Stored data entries
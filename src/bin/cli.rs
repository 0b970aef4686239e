//! Cartograph CLI - structural source maps for Python projects.
//!
//! Usage:
//!   cartograph parse a.py b.py -o graph.json   # Parse files into a document
//!   cartograph parse --dir src -o graph.json   # Parse a whole directory
//!   cartograph stats graph.json                # Document statistics
//!   cartograph palette types                   # List styled kinds
//!   cartograph palette new <kind> <base> ...   # Create a theme

use std::io::{self, BufRead, Write};
use std::path::{Path, PathBuf};

use anyhow::{bail, Context, Result};
use clap::{Parser, Subcommand};
use ignore::WalkBuilder;
use tracing_subscriber::EnvFilter;

use cartograph::{
    load_document, save_document, to_document, to_graph, BuilderOptions, GraphBuilder, Palette,
    SourceLocation,
};

#[derive(Parser)]
#[command(name = "cartograph")]
#[command(about = "Cartograph - structural source maps for Python projects", long_about = None)]
struct Cli {
    /// Project root directory (default: current directory)
    #[arg(short, long, default_value = ".")]
    root: PathBuf,

    #[command(subcommand)]
    command: Commands,
}

#[derive(Subcommand)]
enum Commands {
    /// Parse source files into a graph document
    Parse {
        /// Source files to analyze
        paths: Vec<PathBuf>,

        /// Analyze every .py file under this directory instead
        #[arg(long, conflicts_with = "paths")]
        dir: Option<PathBuf>,

        /// Output document path (default: graph.json)
        #[arg(short, long, default_value = "graph.json")]
        output: PathBuf,

        /// Follow imports to project files outside the given set
        #[arg(long)]
        follow_imports: bool,

        /// Collect unresolved imports under an "external" bucket node
        #[arg(long)]
        external_bucket: bool,
    },

    /// Show statistics for a saved graph document
    Stats {
        /// Path to a graph document
        document: PathBuf,
    },

    /// Manage the rendering palette
    Palette {
        #[command(subcommand)]
        action: PaletteAction,
    },
}

#[derive(Subcommand)]
enum PaletteAction {
    /// List every styled node kind
    Types,

    /// Show the resolved style for one kind
    Show { kind: String },

    /// Create or overwrite a theme
    New {
        kind: String,
        base: String,
        shape: String,
        size: f64,
        color: String,
        alpha: f64,

        /// Draw node labels for this theme
        #[arg(long)]
        label: bool,

        /// Overwrite an existing theme without asking
        #[arg(long)]
        overwrite: bool,
    },

    /// Restore the packaged default palette
    Reset,

    /// Import a palette.json file
    Import { file: PathBuf },

    /// Export the current palette to a directory
    Export { dir: PathBuf },
}

fn main() {
    tracing_subscriber::fmt()
        .with_env_filter(EnvFilter::from_default_env())
        .with_writer(io::stderr)
        .init();

    let cli = Cli::parse();
    if let Err(e) = run(cli) {
        eprintln!("Error: {e:#}");
        std::process::exit(1);
    }
}

fn run(cli: Cli) -> Result<()> {
    let root = cli.root.canonicalize().unwrap_or(cli.root);

    match cli.command {
        Commands::Parse {
            paths,
            dir,
            output,
            follow_imports,
            external_bucket,
        } => parse_command(&root, paths, dir, &output, follow_imports, external_bucket),
        Commands::Stats { document } => stats_command(&document),
        Commands::Palette { action } => palette_command(&root, action),
    }
}

fn parse_command(
    root: &Path,
    paths: Vec<PathBuf>,
    dir: Option<PathBuf>,
    output: &Path,
    follow_imports: bool,
    external_bucket: bool,
) -> Result<()> {
    let locations: Vec<SourceLocation> = match dir {
        Some(dir) => collect_python_files(&dir)?
            .into_iter()
            .map(SourceLocation::Path)
            .collect(),
        None => paths.into_iter().map(SourceLocation::Path).collect(),
    };
    if locations.is_empty() {
        bail!("no source files to analyze");
    }

    let options = BuilderOptions {
        project_root: Some(root.to_path_buf()),
        follow_project_imports: follow_imports,
        external_bucket,
    };
    let report = GraphBuilder::with_options(options)
        .build(&locations)
        .context("analysis failed")?;

    for diagnostic in &report.diagnostics {
        eprintln!("warning: {diagnostic}");
    }

    let document = to_document(&report.graph);
    save_document(output, &document)
        .with_context(|| format!("could not write {}", output.display()))?;

    let stats = report.graph.stats();
    println!(
        "Wrote {} ({} nodes, {} edges, {} modules, {} skipped)",
        output.display(),
        stats.total_nodes,
        stats.total_edges,
        stats.modules,
        report.diagnostics.len()
    );
    Ok(())
}

fn stats_command(path: &Path) -> Result<()> {
    let document = load_document(path)?;
    let graph = to_graph(&document)?;
    let stats = graph.stats();
    println!("Nodes:     {}", stats.total_nodes);
    println!("Edges:     {}", stats.total_edges);
    println!("Modules:   {}", stats.modules);
    println!("Classes:   {}", stats.classes);
    println!("Functions: {}", stats.functions);
    Ok(())
}

fn palette_command(root: &Path, action: PaletteAction) -> Result<()> {
    let palette_dir = root.join(".cartograph");
    let mut palette = Palette::open(&palette_dir)?;

    match action {
        PaletteAction::Types => {
            for kind in palette.kinds() {
                println!("{kind}");
            }
        }
        PaletteAction::Show { kind } => {
            let style = palette.get_style(&kind);
            println!("{}", serde_json::to_string_pretty(&style)?);
        }
        PaletteAction::New {
            kind,
            base,
            shape,
            size,
            color,
            alpha,
            label,
            overwrite,
        } => {
            let created = palette.create_theme(
                &kind,
                &base,
                label,
                &shape,
                size,
                &color,
                alpha_clamped(alpha),
                overwrite,
            )?;
            match created {
                Some(style) => println!("{}", serde_json::to_string_pretty(&style)?),
                None => {
                    if confirm(&format!("'{kind}' already exists. Overwrite? [y/N] "))? {
                        let style = palette
                            .create_theme(
                                &kind,
                                &base,
                                label,
                                &shape,
                                size,
                                &color,
                                alpha_clamped(alpha),
                                true,
                            )?
                            .expect("overwrite was requested");
                        println!("{}", serde_json::to_string_pretty(&style)?);
                    } else {
                        println!("Unchanged.");
                    }
                }
            }
        }
        PaletteAction::Reset => {
            palette.reset()?;
            println!("Palette reset to defaults.");
        }
        PaletteAction::Import { file } => {
            palette.import_from(&file)?;
            println!("Imported {}", file.display());
        }
        PaletteAction::Export { dir } => {
            let path = palette.export_to(&dir)?;
            println!("Exported to {}", path.display());
        }
    }
    Ok(())
}

/// Every .py file under `dir`, respecting .gitignore.
fn collect_python_files(dir: &Path) -> Result<Vec<PathBuf>> {
    if !dir.is_dir() {
        bail!("not a directory: {}", dir.display());
    }
    let mut files: Vec<PathBuf> = WalkBuilder::new(dir)
        .hidden(true)
        .git_ignore(true)
        .git_global(true)
        .git_exclude(true)
        .build()
        .filter_map(|entry| entry.ok())
        .filter(|entry| entry.file_type().is_some_and(|ft| ft.is_file()))
        .filter(|entry| {
            entry
                .path()
                .extension()
                .and_then(|e| e.to_str())
                .is_some_and(|e| e == "py" || e == "pyw")
        })
        .map(|entry| entry.into_path())
        .collect();
    files.sort();
    Ok(files)
}

fn confirm(prompt: &str) -> Result<bool> {
    print!("{prompt}");
    io::stdout().flush()?;
    let mut line = String::new();
    io::stdin().lock().read_line(&mut line)?;
    Ok(line.trim().eq_ignore_ascii_case("y"))
}

fn alpha_clamped(alpha: f64) -> f64 {
    alpha.clamp(0.0, 1.0)
}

[Task objective] Reproduce every record above exactly.

[Exercise solution]
filename src/bin/cli.rs
repository 0b970aef4686239e
//! Cartograph CLI - structural source maps for Python projects.
//!
//! Usage:
//!   cartograph parse a.py b.py -o graph.json   # Parse files into a document
//!   cartograph parse --dir src -o graph.json   # Parse a whole directory
//!   cartograph stats graph.json                # Document statistics
//!   cartograph palette types                   # List styled kinds
//!   cartograph palette new <kind> <base> ...   # Create a theme

use std::io::{self, BufRead, Write};
use std::path::{Path, PathBuf};

use anyhow::{bail, Context, Result};
use clap::{Parser, Subcommand};
use ignore::WalkBuilder;
use tracing_subscriber::EnvFilter;

use cartograph::{
    load_document, save_document, to_document, to_graph, BuilderOptions, GraphBuilder, Palette,
    SourceLocation,
};

#[derive(Parser)]
#[command(name = "cartograph")]
#[command(about = "Cartograph - structural source maps for Python projects", long_about = None)]
struct Cli {
    /// Project root directory (default: current directory)
    #[arg(short, long, default_value = ".")]
    root: PathBuf,

    #[command(subcommand)]
    command: Commands,
}

#[derive(Subcommand)]
enum Commands {
    /// Parse source files into a graph document
    Parse {
        /// Source files to analyze
        paths: Vec<PathBuf>,

        /// Analyze every .py file under this directory instead
        #[arg(long, conflicts_with = "paths")]
        dir: Option<PathBuf>,

        /// Output document path (default: graph.json)
        #[arg(short, long, default_value = "graph.json")]
        output: PathBuf,

        /// Follow imports to project files outside the given set
        #[arg(long)]
        follow_imports: bool,

        /// Collect unresolved imports under an "external" bucket node
        #[arg(long)]
        external_bucket: bool,
    },

    /// Show statistics for a saved graph document
    Stats {
        /// Path to a graph document
        document: PathBuf,
    },

    /// Manage the rendering palette
    Palette {
        #[command(subcommand)]
        action: PaletteAction,
    },
}

#[derive(Subcommand)]
enum PaletteAction {
    /// List every styled node kind
    Types,

    /// Show the resolved style for one kind
    Show { kind: String },

    /// Create or overwrite a theme
    New {
        kind: String,
        base: String,
        shape: String,
        size: f64,
        color: String,
        alpha: f64,

        /// Draw node labels for this theme
        #[arg(long)]
        label: bool,

        /// Overwrite an existing theme without asking
        #[arg(long)]
        overwrite: bool,
    },

    /// Restore the packaged default palette
    Reset,

    /// Import a palette.json file
    Import { file: PathBuf },

    /// Export the current palette to a directory
    Export { dir: PathBuf },
}

fn main() {
    tracing_subscriber::fmt()
        .with_env_filter(EnvFilter::from_default_env())
        .with_writer(io::stderr)
        .init();

    let cli = Cli::parse();
    if let Err(e) = run(cli) {
        eprintln!("Error: {e:#}");
        std::process::exit(1);
    }
}

fn run(cli: Cli) -> Result<()> {
    let root = cli.root.canonicalize().unwrap_or(cli.root);

    match cli.command {
        Commands::Parse {
            paths,
            dir,
            output,
            follow_imports,
            external_bucket,
        } => parse_command(&root, paths, dir, &output, follow_imports, external_bucket),
        Commands::Stats { document } => stats_command(&document),
        Commands::Palette { action } => palette_command(&root, action),
    }
}

fn parse_command(
    root: &Path,
    paths: Vec<PathBuf>,
    dir: Option<PathBuf>,
    output: &Path,
    follow_imports: bool,
    external_bucket: bool,
) -> Result<()> {
    let locations: Vec<SourceLocation> = match dir {
        Some(dir) => collect_python_files(&dir)?
            .into_iter()
            .map(SourceLocation::Path)
            .collect(),
        None => paths.into_iter().map(SourceLocation::Path).collect(),
    };
    if locations.is_empty() {
        bail!("no source files to analyze");
    }

    let options = BuilderOptions {
        project_root: Some(root.to_path_buf()),
        follow_project_imports: follow_imports,
        external_bucket,
    };
    let report = GraphBuilder::with_options(options)
        .build(&locations)
        .context("analysis failed")?;

    for diagnostic in &report.diagnostics {
        eprintln!("warning: {diagnostic}");
    }

    let document = to_document(&report.graph);
    save_document(output, &document)
        .with_context(|| format!("could not write {}", output.display()))?;

    let stats = report.graph.stats();
    println!(
        "Wrote {} ({} nodes, {} edges, {} modules, {} skipped)",
        output.display(),
        stats.total_nodes,
        stats.total_edges,
        stats.modules,
        report.diagnostics.len()
    );
    Ok(())
}

fn stats_command(path: &Path) -> Result<()> {
    let document = load_document(path)?;
    let graph = to_graph(&document)?;
    let stats = graph.stats();
    println!("Nodes:     {}", stats.total_nodes);
    println!("Edges:     {}", stats.total_edges);
    println!("Modules:   {}", stats.modules);
    println!("Classes:   {}", stats.classes);
    println!("Functions: {}", stats.functions);
    Ok(())
}

fn palette_command(root: &Path, action: PaletteAction) -> Result<()> {
    let palette_dir = root.join(".cartograph");
    let mut palette = Palette::open(&palette_dir)?;

    match action {
        PaletteAction::Types => {
            for kind in palette.kinds() {
                println!("{kind}");
            }
        }
        PaletteAction::Show { kind } => {
            let style = palette.get_style(&kind);
            println!("{}", serde_json::to_string_pretty(&style)?);
        }
        PaletteAction::New {
            kind,
            base,
            shape,
            size,
            color,
            alpha,
            label,
            overwrite,
        } => {
            let created = palette.create_theme(
                &kind,
                &base,
                label,
                &shape,
                size,
                &color,
                alpha_clamped(alpha),
                overwrite,
            )?;
            match created {
                Some(style) => println!("{}", serde_json::to_string_pretty(&style)?),
                None => {
                    if confirm(&format!("'{kind}' already exists. Overwrite? [y/N] "))? {
                        let style = palette
                            .create_theme(
                                &kind,
                                &base,
                                label,
                                &shape,
                                size,
                                &color,
                                alpha_clamped(alpha),
                                true,
                            )?
                            .expect("overwrite was requested");
                        println!("{}", serde_json::to_string_pretty(&style)?);
                    } else {
                        println!("Unchanged.");
                    }
                }
            }
        }
        PaletteAction::Reset => {
            palette.reset()?;
            println!("Palette reset to defaults.");
        }
        PaletteAction::Import { file } => {
            palette.import_from(&file)?;
            println!("Imported {}", file.display());
        }
        PaletteAction::Export { dir } => {
            let path = palette.export_to(&dir)?;
            println!("Exported to {}", path.display());
        }
    }
    Ok(())
}

/// Every .py file under `dir`, respecting .gitignore.
fn collect_python_files(dir: &Path) -> Result<Vec<PathBuf>> {
    if !dir.is_dir() {
        bail!("not a directory: {}", dir.display());
    }
    let mut files: Vec<PathBuf> = WalkBuilder::new(dir)
        .hidden(true)
        .git_ignore(true)
        .git_global(true)
        .git_exclude(true)
        .build()
        .filter_map(|entry| entry.ok())
        .filter(|entry| entry.file_type().is_some_and(|ft| ft.is_file()))
        .filter(|entry| {
            entry
                .path()
                .extension()
                .and_then(|e| e.to_str())
                .is_some_and(|e| e == "py" || e == "pyw")
        })
        .map(|entry| entry.into_path())
        .collect();
    files.sort();
    Ok(files)
}

fn confirm(prompt: &str) -> Result<bool> {
    print!("{prompt}");
    io::stdout().flush()?;
    let mut line = String::new();
    io::stdin().lock().read_line(&mut line)?;
    Ok(line.trim().eq_ignore_ascii_case("y"))
}

fn alpha_clamped(alpha: f64) -> f64 {
    alpha.clamp(0.0, 1.0)
}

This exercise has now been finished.